Start of Data for review

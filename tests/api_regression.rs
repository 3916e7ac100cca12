//! API Regression Tests
//!
//! In-process tests that build the Axum app via `create_app()` and exercise
//! the /api/v1/* endpoints using `tower::ServiceExt::oneshot()`.
//! No binary spawn, no network port.

use lean_nexus::api::{create_app, DashboardState};
use lean_nexus::config::{self, NexusConfig};
use lean_nexus::SharedContext;

use axum::body::Body;
use axum::http::{Request, StatusCode};
use axum::Router;
use std::sync::Arc;
use tower::ServiceExt;

fn ensure_config() {
    if !config::is_initialized() {
        config::init(NexusConfig::default());
    }
}

fn create_test_app() -> (Router, Arc<SharedContext>) {
    ensure_config();
    let context = Arc::new(SharedContext::new());
    let app = create_app(DashboardState::from_config(Arc::clone(&context)));
    (app, context)
}

async fn send(app: &Router, method: &str, uri: &str, body: Option<&str>) -> (StatusCode, serde_json::Value) {
    let mut builder = Request::builder().method(method).uri(uri);
    if body.is_some() {
        builder = builder.header("content-type", "application/json");
    }
    let req = builder
        .body(body.map_or_else(Body::empty, |b| Body::from(b.to_string())))
        .unwrap();

    let resp = app.clone().oneshot(req).await.unwrap();
    let status = resp.status();
    let bytes = axum::body::to_bytes(resp.into_body(), usize::MAX).await.unwrap();
    let json = serde_json::from_slice(&bytes).unwrap_or(serde_json::Value::Null);
    (status, json)
}

/// All read-only GET endpoints should return 200 with the envelope.
#[tokio::test]
async fn test_get_endpoints_return_200() {
    let (app, _) = create_test_app();

    let endpoints = [
        "/health",
        "/api/v1/context",
        "/api/v1/evaluate",
        "/api/v1/evaluate?vibration=0.35",
        "/api/v1/strategy",
        "/api/v1/strategy?pillar=safety",
        "/api/v1/twin",
        "/api/v1/rca",
    ];

    for endpoint in &endpoints {
        let (status, json) = send(&app, "GET", endpoint, None).await;
        assert_eq!(status, StatusCode::OK, "GET {endpoint}");
        assert!(json.get("data").is_some(), "GET {endpoint} missing data");
        assert_eq!(json["meta"]["version"], "1", "GET {endpoint} missing meta");
    }
}

#[tokio::test]
async fn test_evaluate_scenarios() {
    let (app, _) = create_test_app();

    let (_, json) = send(&app, "GET", "/api/v1/evaluate?vibration=0.05", None).await;
    assert_eq!(json["data"]["classification"], "NORMAL");
    assert_eq!(json["data"]["dominant_freq"], "None (Noise Floor)");

    let (_, json) = send(&app, "GET", "/api/v1/evaluate?vibration=0.35", None).await;
    assert_eq!(json["data"]["classification"], "WARNING");
    let co2 = json["data"]["excess_co2_lbs_per_hour"].as_f64().unwrap();
    assert!((co2 - 5.74).abs() < 0.01);

    let (_, json) = send(&app, "GET", "/api/v1/evaluate?vibration=0.6", None).await;
    assert_eq!(json["data"]["classification"], "CRITICAL");
    assert_eq!(json["data"]["fmea_table"]["rows"][0]["failure_mode"], "Mechanical Looseness");
    assert_eq!(json["data"]["spectral_buckets"]["1x RPM"], 0.8);
}

#[tokio::test]
async fn test_evaluate_rejects_invalid_readings() {
    let (app, _) = create_test_app();

    for uri in [
        "/api/v1/evaluate?vibration=-0.1",
        "/api/v1/evaluate?vibration=abc",
        "/api/v1/evaluate?vibration=NaN",
    ] {
        let (status, json) = send(&app, "GET", uri, None).await;
        assert_eq!(status, StatusCode::BAD_REQUEST, "GET {uri}");
        assert_eq!(json["error"]["code"], "BAD_REQUEST");
    }
}

#[tokio::test]
async fn test_set_vibration_and_reset() {
    let (app, context) = create_test_app();

    let (status, json) = send(&app, "POST", "/api/v1/context/vibration", Some(r#"{"vibration": 0.42}"#)).await;
    assert_eq!(status, StatusCode::OK);
    assert_eq!(json["data"]["current_vibration"], 0.42);
    assert_eq!(json["data"]["source"], "manual");
    assert!((context.get().vibration_rms() - 0.42).abs() < f64::EPSILON);

    let (status, _) = send(&app, "POST", "/api/v1/context/reset", None).await;
    assert_eq!(status, StatusCode::OK);
    let snap = context.get();
    assert!((snap.vibration_rms() - 0.05).abs() < f64::EPSILON);
    assert_eq!(snap.carbon_waste, 0.0);
}

#[tokio::test]
async fn test_set_vibration_rejects_bad_bodies() {
    let (app, context) = create_test_app();

    for body in [r#"{"vibration": -1.0}"#, r#"{"vibration": "high"}"#, "not json"] {
        let (status, json) = send(&app, "POST", "/api/v1/context/vibration", Some(body)).await;
        assert_eq!(status, StatusCode::BAD_REQUEST, "body {body}");
        assert_eq!(json["error"]["code"], "BAD_REQUEST");
    }
    assert!((context.get().vibration_rms() - 0.05).abs() < f64::EPSILON);
}

/// Twin writes carbon waste back; strategy then reports the deviation.
#[tokio::test]
async fn test_twin_feeds_strategy_deviation() {
    let (app, context) = create_test_app();

    send(&app, "POST", "/api/v1/context/vibration", Some(r#"{"vibration": 0.35}"#)).await;

    let (status, twin) = send(&app, "GET", "/api/v1/twin", None).await;
    assert_eq!(status, StatusCode::OK);
    assert_eq!(twin["data"]["vibration"]["delta"], "ALARM");
    assert_eq!(twin["data"]["trend"].as_array().unwrap().len(), 24);
    assert!((context.get().carbon_waste - 5.74).abs() < 0.01);

    let (_, strategy) = send(&app, "GET", "/api/v1/strategy?pillar=sustainability", None).await;
    assert_eq!(strategy["data"]["l2"]["status"], "AT RISK");
    assert_eq!(
        strategy["data"]["l2"]["deviation"],
        "5.74 lbs/hr excess carbon from Assets"
    );

    let (_, opex) = send(&app, "GET", "/api/v1/strategy?pillar=operational_excellence", None).await;
    assert_eq!(opex["data"]["l2"]["deviation"], "$7,099 / yr excess energy waste");
}

/// Strategy figures follow the latest reading even when the twin was never rendered for it.
#[tokio::test]
async fn test_strategy_tracks_reading_without_twin() {
    let (app, _) = create_test_app();

    send(&app, "POST", "/api/v1/context/vibration", Some(r#"{"vibration": 0.6}"#)).await;
    let (_, opex) = send(&app, "GET", "/api/v1/strategy?pillar=operational_excellence", None).await;
    assert_eq!(opex["data"]["l2"]["status"], "AT RISK");
    assert_eq!(opex["data"]["l2"]["deviation"], "$18,357 / yr excess energy waste");

    // Twin stores the 0.6 waste, then the reading drops to 0.35
    send(&app, "GET", "/api/v1/twin", None).await;
    send(&app, "POST", "/api/v1/context/vibration", Some(r#"{"vibration": 0.35}"#)).await;
    let (_, sustainability) = send(&app, "GET", "/api/v1/strategy?pillar=sustainability", None).await;
    assert_eq!(
        sustainability["data"]["l2"]["deviation"],
        "5.74 lbs/hr excess carbon from Assets"
    );
}

#[tokio::test]
async fn test_unknown_pillar_is_bad_request() {
    let (app, _) = create_test_app();
    let (status, json) = send(&app, "GET", "/api/v1/strategy?pillar=finance", None).await;
    assert_eq!(status, StatusCode::BAD_REQUEST);
    assert!(json["error"]["message"].as_str().unwrap().contains("finance"));
}

#[tokio::test]
async fn test_rca_and_sop_flow() {
    let (app, _) = create_test_app();

    let (_, healthy) = send(&app, "GET", "/api/v1/rca", None).await;
    assert_eq!(healthy["data"]["status"], "healthy");
    let (status, _) = send(&app, "POST", "/api/v1/rca/sop", None).await;
    assert_eq!(status, StatusCode::CONFLICT);

    send(&app, "POST", "/api/v1/context/vibration", Some(r#"{"vibration": 0.45}"#)).await;

    let (_, alert) = send(&app, "GET", "/api/v1/rca", None).await;
    assert_eq!(alert["data"]["status"], "alert");
    assert_eq!(alert["data"]["fmea"]["profile"], "misalignment");

    let (status, sop) = send(&app, "POST", "/api/v1/rca/sop", None).await;
    assert_eq!(status, StatusCode::OK);
    assert_eq!(sop["data"]["sop"]["document_id"], "JCMS-M-04");
    assert!(sop["data"]["markdown"]
        .as_str()
        .unwrap()
        .contains("Laser Shaft Alignment"));
}

#[tokio::test]
async fn test_x_matrix_generation() {
    let (app, _) = create_test_app();
    let (status, json) = send(&app, "POST", "/api/v1/strategy/x-matrix", None).await;
    assert_eq!(status, StatusCode::OK);
    assert_eq!(json["data"]["rows"].as_array().unwrap().len(), 3);
    assert_eq!(json["data"]["source"], "template");
}

#[tokio::test]
async fn test_unknown_path_uses_error_envelope() {
    let (app, _) = create_test_app();
    let (status, json) = send(&app, "GET", "/api/v1/does-not-exist", None).await;
    assert_eq!(status, StatusCode::NOT_FOUND);
    assert_eq!(json["error"]["code"], "NOT_FOUND");
}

End of Data for review

> [Try it]: Work out how many lines in this material contain the string "ServiceExt", and give that number alone.

> [Written answer]: 2